Translink have teamed up with Eco-Schools to sponsor the Transport topic and encourage more schools to think about developing sustainable travel plans. Through this successful partnership we have produced downloadable classroom activity resources.

Eco-Schools Travel Challenge logo

Eco-Schools is encouraging schools, wherever possible, to move away from car usage to more sustainable ways of getting to school. A large number of Primary and Post Primary schools involved have already started on the Travel Challenge but we would encourage all schools to make use of the new Education Resources which are linked to the Northern Ireland curriculum. For more information on the 2018-2019 Travel Challenge or to register your school's interest in the Travel Challenge please contact Francesca Di Palo.

Our growing use of cars has a variety of environmental, social and health consequences. Some are highly visible and directly relevant to everyday life.

For example, accident statistics show that our roads are dangerous, while traffic congestion has adverse effects on our health and well-being. Other impacts are less immediately obvious but no less important. For example, the gases and chemicals released by engines make a large contribution to global warming and air pollution. Indeed climate change is fast becoming the greatest challenge we face in the coming century.

The more we use cars, the more the air becomes polluted. Exhaust fumes contain carbon monoxide, oxides of nitrogen, volatile organic compounds and particulates, all of which are harmful to health when released into the atmosphere. Soot particles cause lung damage, especially when they contain chemicals such as benzine.
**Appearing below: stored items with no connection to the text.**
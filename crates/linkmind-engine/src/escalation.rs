//! Probation escalation: record state × verdict → transition.
//!
//! | record | verdict  | transition                         |
//! |--------|----------|------------------------------------|
//! | none   | innocent | nothing                            |
//! | some   | innocent | release (delete)                   |
//! | none   | guilty   | indict (insert, strike 1)          |
//! | some   | guilty   | surveil while age < probation days |
//! | some   | guilty   | remediate once age ≥ probation days|
//!
//! The whole read → decide → write sequence for one link runs under that
//! link's lock.

use std::sync::Arc;

use chrono::NaiveDate;

use linkmind_core::config::PolicyConfig;
use linkmind_core::errors::LinkMindResult;
use linkmind_core::models::{LinkSnapshot, ProbationRecord, Verdict};
use linkmind_core::traits::{ICaseStore, IVendorAdapter};
use linkmind_observability::events;

use crate::locks::LinkLocks;
use crate::outcome::AuditOutcome;
use crate::remediation::RemediationOrchestrator;

/// What the state machine will do, before any storage write.
#[derive(Debug, Clone, Copy, PartialEq, Eq)]
pub enum Transition {
    Clean,
    Release,
    Indict,
    Surveil { age: u32 },
    Remediate { age: u32 },
}

/// Pure transition table.
pub fn decide(
    record: Option<&ProbationRecord>,
    guilty: bool,
    today: NaiveDate,
    probation_days: u32,
) -> Transition {
    match (record, guilty) {
        (None, false) => Transition::Clean,
        (Some(_), false) => Transition::Release,
        (None, true) => Transition::Indict,
        (Some(record), true) => {
            let age = record.age_days(today);
            if age >= probation_days {
                Transition::Remediate { age }
            } else {
                Transition::Surveil { age }
            }
        }
    }
}

/// Drives probation records through the transition table.
pub struct EscalationStateMachine {
    store: Arc<dyn ICaseStore>,
    probation_days: u32,
    locks: LinkLocks,
    orchestrator: RemediationOrchestrator,
}

impl EscalationStateMachine {
    pub fn new(store: Arc<dyn ICaseStore>, policy: &PolicyConfig) -> Self {
        Self {
            orchestrator: RemediationOrchestrator::new(Arc::clone(&store)),
            store,
            probation_days: policy.probation_days,
            locks: LinkLocks::new(),
        }
    }

    pub fn probation_days(&self) -> u32 {
        self.probation_days
    }

    /// Apply `verdict` to the link's probation state as of `today`.
    pub fn escalate(
        &self,
        snapshot: &LinkSnapshot,
        verdict: Verdict,
        adapter: &dyn IVendorAdapter,
        today: NaiveDate,
    ) -> LinkMindResult<AuditOutcome> {
        self.locks.with_lock(&snapshot.id, || {
            let record = self.store.get(&snapshot.id)?;
            self.apply(record, snapshot, verdict, adapter, today)
        })
    }

    fn apply(
        &self,
        record: Option<ProbationRecord>,
        snapshot: &LinkSnapshot,
        verdict: Verdict,
        adapter: &dyn IVendorAdapter,
        today: NaiveDate,
    ) -> LinkMindResult<AuditOutcome> {
        let link_id = snapshot.id.clone();

        match decide(record.as_ref(), verdict.is_guilty(), today, self.probation_days) {
            Transition::Clean => Ok(AuditOutcome::Clean { link_id }),
            Transition::Release => {
                self.store.delete(&link_id)?;
                events::link_cleared(&link_id);
                Ok(AuditOutcome::Cleared { link_id })
            }
            Transition::Indict => self.indict(snapshot, verdict, adapter, today),
            Transition::Surveil { age } => {
                if !self.store.update(&link_id, today, 1)? {
                    // Row vanished between read and write.
                    return self.indict(snapshot, verdict, adapter, today);
                }
                let strike_count = record
                    .as_ref()
                    .map_or(1, |r| r.strike_count.saturating_add(1));
                let summary = verdict.summary();
                events::link_under_surveillance(&link_id, age, strike_count, &summary);
                Ok(AuditOutcome::Surveillance {
                    link_id,
                    day: age,
                    strike_count,
                    summary,
                    verdict,
                })
            }
            Transition::Remediate { age } => {
                let batch = self
                    .orchestrator
                    .remediate(snapshot, &verdict, adapter, age, today)?;
                Ok(AuditOutcome::RemediationExecuted(batch))
            }
        }
    }

    fn indict(
        &self,
        snapshot: &LinkSnapshot,
        verdict: Verdict,
        adapter: &dyn IVendorAdapter,
        today: NaiveDate,
    ) -> LinkMindResult<AuditOutcome> {
        let summary = verdict.summary();
        let fresh = ProbationRecord::indict(&snapshot.id, &summary, today);

        if !self.store.insert_if_absent(&fresh)? {
            // Something holds the key. A readable row means another writer got
            // there first; an unreadable one is overwritten.
            match self.store.get(&snapshot.id)? {
                Some(existing) => {
                    return self.apply(Some(existing), snapshot, verdict, adapter, today);
                }
                None => {
                    self.store.replace(&fresh)?;
                    events::corrupt_record_replaced(&snapshot.id);
                }
            }
        }

        events::link_indicted(&snapshot.id, &summary);
        Ok(AuditOutcome::Indicted {
            link_id: snapshot.id.clone(),
            day: 1,
            summary,
            verdict,
        })
    }
}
Increasing amounts of urban traffic – partly caused by greater distances between home and places of work – have created fear of traffic. Because people feel less vulnerable driving compared with walking or cycling, more and more trips are being made by car. The resulting lack of exercise can cause problems for health and overall fitness.

  • On average, one in seven children suffers from asthma; this figure increases to one in three in inner city areas.
  • In slow moving traffic, pollution levels are higher inside cars than outside.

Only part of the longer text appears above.